Dataset entries:
☆ ☆ ☆ ☆

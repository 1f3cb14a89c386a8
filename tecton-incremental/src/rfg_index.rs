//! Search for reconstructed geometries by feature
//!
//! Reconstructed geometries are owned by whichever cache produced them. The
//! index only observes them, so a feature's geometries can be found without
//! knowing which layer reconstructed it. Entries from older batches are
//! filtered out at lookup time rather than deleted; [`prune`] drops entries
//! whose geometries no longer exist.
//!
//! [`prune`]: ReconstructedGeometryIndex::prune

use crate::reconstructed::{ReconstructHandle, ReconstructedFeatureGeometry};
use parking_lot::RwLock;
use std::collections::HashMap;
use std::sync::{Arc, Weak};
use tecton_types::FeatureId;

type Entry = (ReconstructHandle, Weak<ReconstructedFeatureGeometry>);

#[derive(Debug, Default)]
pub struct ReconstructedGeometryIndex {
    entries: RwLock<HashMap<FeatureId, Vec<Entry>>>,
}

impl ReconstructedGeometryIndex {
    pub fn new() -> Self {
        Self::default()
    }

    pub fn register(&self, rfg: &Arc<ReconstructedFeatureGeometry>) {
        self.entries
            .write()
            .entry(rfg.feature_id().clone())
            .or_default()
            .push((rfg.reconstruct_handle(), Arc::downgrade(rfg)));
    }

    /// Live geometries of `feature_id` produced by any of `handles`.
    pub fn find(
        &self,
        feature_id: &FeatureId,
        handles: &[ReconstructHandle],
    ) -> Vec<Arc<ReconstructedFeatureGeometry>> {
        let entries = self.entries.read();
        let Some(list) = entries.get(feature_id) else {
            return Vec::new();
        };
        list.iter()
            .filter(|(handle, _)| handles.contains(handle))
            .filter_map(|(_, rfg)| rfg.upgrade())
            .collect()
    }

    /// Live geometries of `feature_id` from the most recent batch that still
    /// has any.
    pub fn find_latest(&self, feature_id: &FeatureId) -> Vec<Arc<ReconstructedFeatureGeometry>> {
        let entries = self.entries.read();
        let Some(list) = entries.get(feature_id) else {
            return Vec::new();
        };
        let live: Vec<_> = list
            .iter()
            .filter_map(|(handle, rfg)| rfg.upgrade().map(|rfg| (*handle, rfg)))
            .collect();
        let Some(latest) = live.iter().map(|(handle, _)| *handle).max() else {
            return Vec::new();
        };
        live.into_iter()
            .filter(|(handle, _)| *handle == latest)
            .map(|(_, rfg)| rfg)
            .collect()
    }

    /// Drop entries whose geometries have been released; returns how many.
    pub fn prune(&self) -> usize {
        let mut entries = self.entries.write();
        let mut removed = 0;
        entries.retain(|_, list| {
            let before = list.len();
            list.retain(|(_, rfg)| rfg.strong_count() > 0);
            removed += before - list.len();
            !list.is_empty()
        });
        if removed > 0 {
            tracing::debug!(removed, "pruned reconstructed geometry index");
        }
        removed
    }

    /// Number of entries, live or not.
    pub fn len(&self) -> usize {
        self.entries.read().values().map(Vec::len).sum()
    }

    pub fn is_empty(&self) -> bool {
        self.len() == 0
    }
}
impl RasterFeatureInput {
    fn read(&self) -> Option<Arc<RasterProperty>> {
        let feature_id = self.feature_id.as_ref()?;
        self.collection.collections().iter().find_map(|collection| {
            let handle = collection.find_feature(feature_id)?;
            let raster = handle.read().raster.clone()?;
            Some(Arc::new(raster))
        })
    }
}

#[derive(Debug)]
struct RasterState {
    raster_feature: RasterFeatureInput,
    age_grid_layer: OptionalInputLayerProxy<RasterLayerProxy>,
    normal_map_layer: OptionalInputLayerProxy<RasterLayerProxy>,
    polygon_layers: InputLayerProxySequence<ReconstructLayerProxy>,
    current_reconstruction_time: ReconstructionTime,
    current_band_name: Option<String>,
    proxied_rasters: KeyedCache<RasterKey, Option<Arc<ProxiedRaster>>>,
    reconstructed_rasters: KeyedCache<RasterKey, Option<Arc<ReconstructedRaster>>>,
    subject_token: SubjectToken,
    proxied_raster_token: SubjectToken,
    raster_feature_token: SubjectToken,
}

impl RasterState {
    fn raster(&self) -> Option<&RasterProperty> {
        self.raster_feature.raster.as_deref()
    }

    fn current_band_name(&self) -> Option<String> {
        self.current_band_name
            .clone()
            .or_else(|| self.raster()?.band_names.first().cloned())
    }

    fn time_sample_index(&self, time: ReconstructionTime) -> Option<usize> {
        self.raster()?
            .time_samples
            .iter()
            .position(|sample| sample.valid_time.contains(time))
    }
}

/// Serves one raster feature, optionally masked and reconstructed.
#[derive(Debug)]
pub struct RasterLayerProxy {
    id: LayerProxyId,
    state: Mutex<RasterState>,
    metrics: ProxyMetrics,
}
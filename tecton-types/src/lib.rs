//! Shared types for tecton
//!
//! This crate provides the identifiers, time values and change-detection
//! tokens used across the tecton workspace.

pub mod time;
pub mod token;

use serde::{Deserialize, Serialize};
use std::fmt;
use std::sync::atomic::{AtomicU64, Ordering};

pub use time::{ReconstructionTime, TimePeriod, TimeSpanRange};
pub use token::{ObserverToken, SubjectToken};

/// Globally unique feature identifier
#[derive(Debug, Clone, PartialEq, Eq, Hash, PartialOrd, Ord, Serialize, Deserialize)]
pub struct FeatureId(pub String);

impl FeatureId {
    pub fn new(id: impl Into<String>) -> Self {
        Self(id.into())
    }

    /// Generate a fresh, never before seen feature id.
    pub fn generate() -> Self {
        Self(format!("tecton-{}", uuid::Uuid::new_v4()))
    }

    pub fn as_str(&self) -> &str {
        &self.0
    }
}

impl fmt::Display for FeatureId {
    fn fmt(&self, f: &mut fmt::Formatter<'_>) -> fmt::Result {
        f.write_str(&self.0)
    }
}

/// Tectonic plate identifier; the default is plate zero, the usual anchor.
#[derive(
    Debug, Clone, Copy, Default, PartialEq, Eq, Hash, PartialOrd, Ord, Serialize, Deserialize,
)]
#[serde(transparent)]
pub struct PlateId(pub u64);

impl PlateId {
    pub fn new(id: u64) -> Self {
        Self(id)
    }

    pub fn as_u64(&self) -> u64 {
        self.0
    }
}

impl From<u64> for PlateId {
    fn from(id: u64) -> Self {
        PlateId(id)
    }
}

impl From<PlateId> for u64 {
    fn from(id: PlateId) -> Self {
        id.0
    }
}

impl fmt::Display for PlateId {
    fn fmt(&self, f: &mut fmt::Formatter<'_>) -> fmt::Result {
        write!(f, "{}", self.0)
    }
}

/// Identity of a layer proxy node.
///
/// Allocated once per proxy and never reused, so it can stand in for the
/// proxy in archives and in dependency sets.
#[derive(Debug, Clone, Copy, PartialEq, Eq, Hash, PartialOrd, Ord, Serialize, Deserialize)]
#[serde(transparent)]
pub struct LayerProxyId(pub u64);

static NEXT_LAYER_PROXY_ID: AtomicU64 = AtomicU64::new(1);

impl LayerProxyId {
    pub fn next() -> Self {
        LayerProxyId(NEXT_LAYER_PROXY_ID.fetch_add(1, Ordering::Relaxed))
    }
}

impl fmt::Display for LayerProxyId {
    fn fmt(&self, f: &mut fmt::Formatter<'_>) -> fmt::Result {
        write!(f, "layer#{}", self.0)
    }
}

☆ ☆ ☆ ☆

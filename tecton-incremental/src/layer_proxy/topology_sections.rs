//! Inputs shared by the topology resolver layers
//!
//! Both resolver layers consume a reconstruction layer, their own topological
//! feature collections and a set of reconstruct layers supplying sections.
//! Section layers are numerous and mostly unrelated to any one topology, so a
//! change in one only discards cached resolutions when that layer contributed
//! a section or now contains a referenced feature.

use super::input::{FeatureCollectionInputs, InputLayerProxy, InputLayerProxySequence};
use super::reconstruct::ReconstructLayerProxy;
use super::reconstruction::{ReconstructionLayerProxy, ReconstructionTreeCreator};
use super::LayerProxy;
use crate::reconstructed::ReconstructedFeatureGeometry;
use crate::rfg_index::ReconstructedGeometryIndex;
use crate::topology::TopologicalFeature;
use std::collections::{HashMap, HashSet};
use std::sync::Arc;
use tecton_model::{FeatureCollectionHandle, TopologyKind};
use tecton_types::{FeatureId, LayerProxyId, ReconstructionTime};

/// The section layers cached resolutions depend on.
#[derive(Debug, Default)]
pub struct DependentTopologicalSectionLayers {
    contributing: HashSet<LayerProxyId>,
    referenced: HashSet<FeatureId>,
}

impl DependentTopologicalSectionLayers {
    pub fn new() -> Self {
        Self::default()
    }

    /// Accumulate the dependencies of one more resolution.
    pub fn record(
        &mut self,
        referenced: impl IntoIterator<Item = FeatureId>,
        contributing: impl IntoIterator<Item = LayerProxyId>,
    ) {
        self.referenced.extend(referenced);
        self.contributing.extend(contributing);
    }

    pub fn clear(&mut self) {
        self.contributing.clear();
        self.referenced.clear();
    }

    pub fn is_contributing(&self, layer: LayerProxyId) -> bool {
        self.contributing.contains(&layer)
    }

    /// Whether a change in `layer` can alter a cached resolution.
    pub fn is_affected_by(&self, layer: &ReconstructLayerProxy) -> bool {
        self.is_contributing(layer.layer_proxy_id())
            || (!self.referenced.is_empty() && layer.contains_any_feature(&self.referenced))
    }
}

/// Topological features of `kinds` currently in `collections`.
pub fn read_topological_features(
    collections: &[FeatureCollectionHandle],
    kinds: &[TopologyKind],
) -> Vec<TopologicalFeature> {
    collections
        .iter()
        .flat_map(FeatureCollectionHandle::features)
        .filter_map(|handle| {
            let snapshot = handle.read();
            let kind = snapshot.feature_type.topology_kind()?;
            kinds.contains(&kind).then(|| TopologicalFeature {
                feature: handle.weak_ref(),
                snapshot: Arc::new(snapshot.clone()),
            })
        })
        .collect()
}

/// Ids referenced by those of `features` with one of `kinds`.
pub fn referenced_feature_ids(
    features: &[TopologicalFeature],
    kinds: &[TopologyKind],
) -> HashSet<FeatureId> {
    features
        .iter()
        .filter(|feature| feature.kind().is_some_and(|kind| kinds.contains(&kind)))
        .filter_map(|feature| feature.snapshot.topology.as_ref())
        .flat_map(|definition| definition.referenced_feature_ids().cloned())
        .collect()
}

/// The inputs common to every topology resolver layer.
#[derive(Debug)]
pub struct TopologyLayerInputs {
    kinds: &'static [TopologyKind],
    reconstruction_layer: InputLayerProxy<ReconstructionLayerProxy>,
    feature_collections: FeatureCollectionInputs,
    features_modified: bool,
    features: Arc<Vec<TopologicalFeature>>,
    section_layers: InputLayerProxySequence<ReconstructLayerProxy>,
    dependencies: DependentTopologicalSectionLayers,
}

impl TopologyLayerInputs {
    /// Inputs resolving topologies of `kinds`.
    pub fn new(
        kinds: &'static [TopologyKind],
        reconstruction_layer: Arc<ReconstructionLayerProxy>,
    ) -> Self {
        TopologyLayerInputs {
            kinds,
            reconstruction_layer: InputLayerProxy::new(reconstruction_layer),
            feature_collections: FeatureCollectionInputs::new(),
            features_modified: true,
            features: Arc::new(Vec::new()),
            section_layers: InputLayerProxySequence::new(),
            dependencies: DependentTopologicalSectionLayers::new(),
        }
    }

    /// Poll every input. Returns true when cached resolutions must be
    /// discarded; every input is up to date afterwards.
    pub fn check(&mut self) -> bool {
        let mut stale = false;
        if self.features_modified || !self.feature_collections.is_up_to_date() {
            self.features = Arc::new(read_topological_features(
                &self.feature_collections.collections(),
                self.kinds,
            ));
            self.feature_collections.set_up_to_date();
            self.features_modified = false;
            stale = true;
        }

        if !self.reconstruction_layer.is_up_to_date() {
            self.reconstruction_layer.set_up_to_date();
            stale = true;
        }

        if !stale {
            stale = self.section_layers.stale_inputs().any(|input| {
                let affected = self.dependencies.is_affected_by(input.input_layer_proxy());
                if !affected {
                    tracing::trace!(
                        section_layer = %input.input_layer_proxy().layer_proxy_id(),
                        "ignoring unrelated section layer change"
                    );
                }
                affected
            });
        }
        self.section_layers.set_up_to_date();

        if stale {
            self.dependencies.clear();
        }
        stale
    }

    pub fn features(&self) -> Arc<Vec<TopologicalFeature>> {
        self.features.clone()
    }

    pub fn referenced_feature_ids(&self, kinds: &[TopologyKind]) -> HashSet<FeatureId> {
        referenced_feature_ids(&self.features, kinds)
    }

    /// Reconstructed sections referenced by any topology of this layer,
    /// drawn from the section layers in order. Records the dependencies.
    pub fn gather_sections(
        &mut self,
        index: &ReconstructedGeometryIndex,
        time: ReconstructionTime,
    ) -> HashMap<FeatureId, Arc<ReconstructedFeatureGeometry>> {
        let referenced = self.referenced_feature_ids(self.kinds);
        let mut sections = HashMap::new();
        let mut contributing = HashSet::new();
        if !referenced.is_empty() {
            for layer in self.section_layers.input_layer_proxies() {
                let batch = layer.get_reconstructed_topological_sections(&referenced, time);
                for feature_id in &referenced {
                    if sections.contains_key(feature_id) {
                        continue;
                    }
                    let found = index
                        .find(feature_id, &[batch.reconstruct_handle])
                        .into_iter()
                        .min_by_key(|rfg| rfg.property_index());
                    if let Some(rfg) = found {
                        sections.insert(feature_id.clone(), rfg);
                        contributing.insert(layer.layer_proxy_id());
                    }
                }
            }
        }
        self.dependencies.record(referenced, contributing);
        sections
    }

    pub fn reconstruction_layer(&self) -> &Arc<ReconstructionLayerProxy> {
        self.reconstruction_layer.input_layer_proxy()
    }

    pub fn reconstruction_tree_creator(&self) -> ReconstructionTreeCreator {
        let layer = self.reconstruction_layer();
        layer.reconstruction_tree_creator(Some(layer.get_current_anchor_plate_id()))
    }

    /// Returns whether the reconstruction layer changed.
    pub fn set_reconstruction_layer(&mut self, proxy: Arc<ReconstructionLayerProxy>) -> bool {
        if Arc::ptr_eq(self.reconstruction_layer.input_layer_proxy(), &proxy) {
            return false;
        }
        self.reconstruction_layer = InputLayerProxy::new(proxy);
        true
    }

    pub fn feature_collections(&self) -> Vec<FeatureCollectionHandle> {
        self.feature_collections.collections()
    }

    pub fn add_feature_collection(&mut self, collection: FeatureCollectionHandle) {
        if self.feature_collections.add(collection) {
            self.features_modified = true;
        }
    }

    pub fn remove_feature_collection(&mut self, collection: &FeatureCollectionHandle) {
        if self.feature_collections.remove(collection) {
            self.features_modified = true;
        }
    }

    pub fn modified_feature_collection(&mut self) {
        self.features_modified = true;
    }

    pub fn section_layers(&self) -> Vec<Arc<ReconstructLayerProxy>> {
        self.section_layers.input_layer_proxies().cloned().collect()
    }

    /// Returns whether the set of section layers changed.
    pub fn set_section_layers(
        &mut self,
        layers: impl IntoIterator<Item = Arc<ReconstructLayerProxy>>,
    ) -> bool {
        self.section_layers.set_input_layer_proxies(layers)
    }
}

☆ ☆ ☆ ☆

### What is required
Using the data above, reproduce exactly the lines between those holding "filtered out at" and "use tecton_types::FeatureId;", inclusive, and no others.

### Exercise output
//! filtered out at lookup time rather than deleted; [`prune`] drops entries
//! whose geometries no longer exist.
//!
//! [`prune`]: ReconstructedGeometryIndex::prune

use crate::reconstructed::{ReconstructHandle, ReconstructedFeatureGeometry};
use parking_lot::RwLock;
use std::collections::HashMap;
use std::sync::{Arc, Weak};
use tecton_types::FeatureId;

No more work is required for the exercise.